A multicultural marriage is any marriage between two people with different backgrounds. A marriage between two Americans from different regions or ethnic groups could be considered multicultural, but the cultural differences would be much more subtle than in a marriage between two people from different countries or continents. Multicultural marriages create blended families with elements of both cultures.

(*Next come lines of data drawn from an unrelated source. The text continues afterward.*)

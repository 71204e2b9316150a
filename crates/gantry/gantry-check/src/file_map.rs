//! The file map: source-file identity → claiming targets.
//!
//! Built once over the target universe before any checking starts and
//! read-only afterwards, so worker threads share it without locking.

use gantry_core::source_file::{FileKind, SourceFile};
use gantry_core::target::{TargetGraph, TargetId};
use gantry_core::types::collections::FxHashMap;
use smallvec::SmallVec;

/// One target's claim on a file.
#[derive(Debug, Clone, Copy, PartialEq, Eq)]
pub struct TargetInfo {
    pub target: TargetId,
    /// True if the file is public in the claiming target.
    pub is_public: bool,
    /// True if the file is generated and may not exist on disk yet.
    pub is_generated: bool,
}

/// Claims for one file. Usually just one target.
pub type TargetVector = SmallVec<[TargetInfo; 2]>;

#[derive(Debug, Default)]
struct PublicGenerated {
    is_public: bool,
    is_generated: bool,
}

/// Maps each known source file to the targets claiming it, in the order
/// the targets were added.
#[derive(Debug, Default)]
pub struct FileMap {
    map: FxHashMap<SourceFile, TargetVector>,
}

impl FileMap {
    pub fn new() -> FileMap {
        FileMap::default()
    }

    /// Add every file the target claims.
    ///
    /// Merge order within the target matters: the public-header list
    /// upgrades plain sources to public, and generated outputs coexist
    /// with whatever came before them.
    pub fn add_target(&mut self, graph: &TargetGraph, id: TargetId) {
        let target = graph.get(id);
        let default_public = target.all_headers_public;

        let mut merged: FxHashMap<&SourceFile, PublicGenerated> = FxHashMap::default();

        // Plain sources get the default visibility. Depending on the
        // compiled target is enough to include these when the default is
        // public.
        for source in &target.sources {
            merged.entry(source).or_default().is_public = default_public;
        }

        // The explicit public list forces entries public; it may upgrade
        // sources and may introduce new files. The list is only used
        // when the default is not public.
        if default_public {
            debug_assert!(
                target.public_headers.is_empty(),
                "{}: all_headers_public with an explicit public list",
                target.label
            );
        }
        for header in &target.public_headers {
            merged.entry(header).or_default().is_public = true;
        }

        // A Swift module may carry a bridge header (default visibility)
        // and generates public headers for C-family dependents.
        if let Some(swift) = &target.swift {
            if let Some(bridge) = &swift.bridge_header {
                merged.entry(bridge).or_default().is_public = default_public;
            }
            for header in &swift.generated_headers {
                if header.kind() == FileKind::CHeader {
                    let entry = merged.entry(header).or_default();
                    entry.is_public = true;
                    entry.is_generated = true;
                }
            }
        }

        // Action outputs are public: if dependents couldn't use them,
        // emitting them would be pointless.
        for output in &target.action_outputs {
            let entry = merged.entry(output).or_default();
            entry.is_public = true;
            entry.is_generated = true;
        }

        for (file, flags) in merged {
            self.map.entry(file.clone()).or_default().push(TargetInfo {
                target: id,
                is_public: flags.is_public,
                is_generated: flags.is_generated,
            });
        }
    }

    pub fn get(&self, file: &SourceFile) -> Option<&TargetVector> {
        self.map.get(file)
    }

    pub fn contains(&self, file: &SourceFile) -> bool {
        self.map.contains_key(file)
    }

    pub fn iter(&self) -> impl Iterator<Item = (&SourceFile, &TargetVector)> {
        self.map.iter()
    }

    pub fn len(&self) -> usize {
        self.map.len()
    }

    pub fn is_empty(&self) -> bool {
        self.map.is_empty()
    }
}
//! The header checker: work dispatch and per-file checking.
//!
//! `run` fans one task per `(target, file)` pair out to the worker pool
//! and blocks until the outstanding-task counter drains. Tasks share the
//! immutable file map and graph, the sharded reachability caches, and a
//! mutex-guarded error list; nothing else is mutable during a run.

use std::sync::atomic::{AtomicUsize, Ordering};
use std::sync::{Arc, Condvar, Mutex};
use std::time::Instant;

use gantry_core::config::{BuildSettings, CheckConfig};
use gantry_core::input_file::{InputFile, InputFileArena, LocationRange};
use gantry_core::label_pattern::LabelPattern;
use gantry_core::source_dir::SourceDir;
use gantry_core::source_file::SourceFile;
use gantry_core::target::{TargetGraph, TargetId};
use gantry_core::traits::{DiskFiles, FileProvider, RayonPool, WorkerPool};
use gantry_core::types::collections::FxHashSet;

use crate::diagnostics::{self, CheckError};
use crate::file_map::FileMap;
use crate::include_iterator::{IncludeIterator, IncludeStyle};
use crate::reachability::{DependencyCache, ReachabilityCache};
use crate::resolver;
use crate::summary::CheckSummary;

/// Checks that every include in the given targets' files is allowed by
/// the dependency graph.
pub struct HeaderChecker {
    /// Worker tasks hold a reference to this shared state, so it lives
    /// behind an `Arc` from construction on.
    inner: Arc<CheckerState>,
}

struct CheckerState {
    build_settings: BuildSettings,
    graph: Arc<TargetGraph>,
    check_generated: bool,
    check_system: bool,

    /// Maps source files to the targets claiming them. Covers the whole
    /// universe, not just the targets being checked.
    file_map: FileMap,

    files: Arc<dyn FileProvider>,
    pool: Arc<dyn WorkerPool>,

    arena: InputFileArena,
    dependency_cache: DependencyCache,

    errors: Mutex<Vec<CheckError>>,

    /// Tasks posted but not yet finished.
    task_count: AtomicUsize,
    task_count_lock: Mutex<()>,
    /// Signaled when `task_count` reaches zero.
    task_count_cv: Condvar,
}
//! Memoized reachability over the dependency graph.
//!
//! For each querying source target the engine runs at most two
//! breadth-first walks: one over permitted edges only, one over all
//! edges. A permitted path is a sequence of public-dependency edges,
//! except that the first hop out of the source may be private: a direct
//! dependent may always include its dependency's headers.
//!
//! Each walk leaves behind a breadcrumb table recording, per discovered
//! target, the predecessor through which it was first reached and that
//! edge's publicness. Only the first discovery is recorded; BFS layer
//! order makes that a shortest chain. Breadcrumbs are write-once, so
//! cyclic graphs terminate, and the tables are kept after the walk so
//! later queries reconstruct chains without walking again.

use std::collections::VecDeque;
use std::sync::{Arc, RwLock};

use gantry_core::target::{TargetGraph, TargetId};
use gantry_core::types::collections::FxHashMap;

/// One link of a dependency chain. `is_public` describes the edge
/// through which `target` was reached from the link after it.
#[derive(Debug, Clone, Copy, PartialEq, Eq)]
pub struct ChainLink {
    pub target: TargetId,
    pub is_public: bool,
}

/// A reverse dependency chain: `chain[0]` is the queried target,
/// `chain[len - 1]` the querying source.
pub type Chain = Vec<ChainLink>;

/// Answer to "is X a dependency of the cache's source target?".
#[derive(Debug, Clone)]
pub struct DependencyLookup {
    pub found: bool,
    /// Whether the chain is permitted. Also set on the self-reference
    /// convention (`found == false`, empty chain).
    pub is_permitted: bool,
    pub chain: Chain,
}

#[derive(Debug, Clone, Copy)]
struct BreadcrumbNode {
    pred: TargetId,
    is_public: bool,
}

#[derive(Debug, Default)]
struct BreadcrumbTable {
    nodes: FxHashMap<TargetId, BreadcrumbNode>,
}

impl BreadcrumbTable {
    /// Record the first discovery of `target`. Returns false when the
    /// target was already discovered; later discoveries never overwrite.
    fn insert(&mut self, target: TargetId, pred: TargetId, is_public: bool) -> bool {
        match self.nodes.entry(target) {
            std::collections::hash_map::Entry::Occupied(_) => false,
            std::collections::hash_map::Entry::Vacant(slot) => {
                slot.insert(BreadcrumbNode { pred, is_public });
                true
            }
        }
    }

    fn get(&self, target: TargetId) -> Option<BreadcrumbNode> {
        self.nodes.get(&target).copied()
    }
}

#[derive(Debug, Default)]
struct Walk {
    breadcrumbs: BreadcrumbTable,
    complete: bool,
}

#[derive(Debug, Default)]
struct CacheState {
    permitted: Walk,
    any: Walk,
}

/// Reachability results for all queries from one source target.
#[derive(Debug)]
pub struct ReachabilityCache {
    source: TargetId,
    state: RwLock<CacheState>,
}

impl ReachabilityCache {
    pub fn new(source: TargetId) -> ReachabilityCache {
        ReachabilityCache {
            source,
            state: RwLock::new(CacheState::default()),
        }
    }

    pub fn source_target(&self) -> TargetId {
        self.source
    }

    /// Look up whether `search_for` is reachable from the source target.
    ///
    /// Permitted chains are considered first; a chain with non-public
    /// intermediate edges is returned only when no permitted chain
    /// exists. A target is trivially visible from itself, reported as
    /// `found == false` with `is_permitted` set so callers can recognize
    /// self-reference without a chain.
    pub fn is_dependency_of(&self, graph: &TargetGraph, search_for: TargetId) -> DependencyLookup {
        if search_for == self.source {
            return DependencyLookup {
                found: false,
                is_permitted: true,
                chain: Chain::new(),
            };
        }

        if let Some(chain) = self.search(graph, search_for, true) {
            return DependencyLookup {
                found: true,
                is_permitted: true,
                chain,
            };
        }
        if let Some(chain) = self.search(graph, search_for, false) {
            return DependencyLookup {
                found: true,
                is_permitted: false,
                chain,
            };
        }
        DependencyLookup {
            found: false,
            is_permitted: false,
            chain: Chain::new(),
        }
    }

    /// One flavor of lookup, running the walk on first use.
    fn search(&self, graph: &TargetGraph, search_for: TargetId, permitted: bool) -> Option<Chain> {
        {
            let state = self.state.read().expect("reachability cache poisoned");
            let walk = if permitted { &state.permitted } else { &state.any };
            if walk.complete {
                return reconstruct_chain(&walk.breadcrumbs, self.source, search_for);
            }
        }

        let mut state = self.state.write().expect("reachability cache poisoned");
        // Another thread may have completed the walk while we upgraded.
        let walk = if permitted {
            &mut state.permitted
        } else {
            &mut state.any
        };
        if !walk.complete {
            perform_dependency_walk(graph, self.source, permitted, &mut walk.breadcrumbs);
            walk.complete = true;
        }
        reconstruct_chain(&walk.breadcrumbs, self.source, search_for)
    }
}

/// Exhaustive BFS from `source`, filling `breadcrumbs`.
fn perform_dependency_walk(
    graph: &TargetGraph,
    source: TargetId,
    permitted: bool,
    breadcrumbs: &mut BreadcrumbTable,
) {
    let mut work_queue: VecDeque<ChainLink> = VecDeque::new();
    work_queue.push_back(ChainLink {
        target: source,
        is_public: true,
    });

    let mut first_hop = true;
    while let Some(link) = work_queue.pop_front() {
        let target = graph.get(link.target);

        // Public dependencies are always eligible.
        for &dep in &target.public_deps {
            if breadcrumbs.insert(dep, link.target, true) {
                work_queue.push_back(ChainLink {
                    target: dep,
                    is_public: true,
                });
            }
        }

        // Private dependencies join when any path is acceptable, and
        // once on the first hop: direct dependents may include headers
        // regardless of the edge's publicness.
        if first_hop || !permitted {
            first_hop = false;
            for &dep in &target.private_deps {
                if breadcrumbs.insert(dep, link.target, false) {
                    work_queue.push_back(ChainLink {
                        target: dep,
                        is_public: false,
                    });
                }
            }
        }
    }
}

/// Rebuild the chain from `search_for` back to `source` out of the
/// breadcrumbs of a completed walk.
fn reconstruct_chain(
    breadcrumbs: &BreadcrumbTable,
    source: TargetId,
    search_for: TargetId,
) -> Option<Chain> {
    let mut chain = Chain::new();
    let mut current = search_for;
    while current != source {
        let node = breadcrumbs.get(current)?;
        chain.push(ChainLink {
            target: current,
            is_public: node.is_public,
        });
        current = node.pred;
    }
    chain.push(ChainLink {
        target: source,
        is_public: true,
    });
    Some(chain)
}

const SHARD_COUNT: usize = 64;

#[derive(Debug, Default)]
struct Shard {
    caches: RwLock<FxHashMap<TargetId, Arc<ReachabilityCache>>>,
}

/// Per-source reachability caches, sharded by source id to limit lock
/// contention across worker threads.
#[derive(Debug)]
pub struct DependencyCache {
    shards: [Shard; SHARD_COUNT],
}

impl DependencyCache {
    pub fn new() -> DependencyCache {
        DependencyCache {
            shards: std::array::from_fn(|_| Shard::default()),
        }
    }

    /// The cache for the given source target, created on first use.
    pub fn cache_for(&self, source: TargetId) -> Arc<ReachabilityCache> {
        let shard = &self.shards[source.index() % SHARD_COUNT];
        if let Some(cache) = shard
            .caches
            .read()
            .expect("dependency cache poisoned")
            .get(&source)
        {
            return Arc::clone(cache);
        }
        let mut caches = shard.caches.write().expect("dependency cache poisoned");
        Arc::clone(
            caches
                .entry(source)
                .or_insert_with(|| Arc::new(ReachabilityCache::new(source))),
        )
    }
}

impl Default for DependencyCache {
    fn default() -> DependencyCache {
        DependencyCache::new()
    }
}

A culture is any group of people with shared behaviors. Different cultures have different traditions and customs, eat different types of food, speak separate languages or dialects or embrace different ideas of behavior. Most people participate in more than one culture at the same time. For instance, an Irish-American from South Boston may exhibit some cultural traits common to most Americans, some specific to Irish-Americans and some found only in South Boston. If this person married an Italian-American from a different neighborhood of Boston, he would probably notice some cultural differences with his partner. If he married a Midwesterner of German descent, the differences would probably be greater. If he married a Muslim of Iranian descent, the differences would be much greater. The term "multicultural marriage" usually refers to marriages in which the partners come from cultures with significant differences.
Culture and Race
Some people use "multicultural" as a synonym for "interracial," but the two terms actually have different meanings. Culture describes behavior, while race describes biology. According to an article on the PBS website, science has found no evidence that different cultural behaviors are caused by biological differences between distinct groups of human beings. Two people from the same racial background can show more genetic diversity than two people from different racial backgrounds, so differences in race do not account for differences in culture. A marriage can be multicultural without being interracial or interracial without being multicultural.
Blending Or Clashing
When both partners share most of the same cultural assumptions, they are unlikely to find the minor differences a source of conflict. In the U.S., many people are married to people from slightly different cultural backgrounds without significant tension, because both partners share the experience of participating in a shared American culture even though they may have grown up going to different churches, eating different foods or celebrating holidays in different ways. When people from cultures with significant differences get married, each partner must grapple with an unfamiliar set of expectations and assumptions.
Whose Culture Is Correct
Different cultures value different things. The same behavior that one culture sees as frankness and honesty can be viewed by a person from another culture as rudeness and hostility. A person from a strongly family-oriented culture might find it only natural for his mother and father to help him make major life decisions, while a person from a more individualistic culture might see the same behavior as meddling. Some cultures value punctuality while others take an easygoing attitude about time and scheduling. One of the biggest challenges in a multicultural marriage is to avoid the tendency to see your own culture as being correct and other cultures as being wrong. Multicultural couples need an open, flexible attitude and strong communication skills to overcome these barriers.